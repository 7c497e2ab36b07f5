//! 编排层（Orchestration Layer）
//!
//! ## 职责
//!
//! 把业务能力层和流程层组装成一个测试会话，是界面唯一直接使用的入口。
//!
//! ## 层次关系
//!
//! ```text
//! session::TestSession (一个学生 × 一个模块)
//!     ↓
//! workflow (预填 / 提交 / 反馈轮询)
//!     ↓
//! services (草稿 / 保存调度 / 作答状态 / 反馈看板)
//!     ↓
//! clients (后端接口)
//! ```
//!
//! ## 设计原则
//!
//! 1. **资源隔离**：只有编排层同时持有后端、草稿存储和后台任务
//! 2. **向下依赖**：编排层 → workflow → services → clients
//! 3. **无业务逻辑**：只做阶段检查和调度，不做具体业务判断

pub mod session;

pub use session::TestSession;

■ What to work on ■
For this listing, copy out every line that includes the word "TestSession".

■ Response area ■
//! session::TestSession (一个学生 × 一个模块)
pub use session::TestSession;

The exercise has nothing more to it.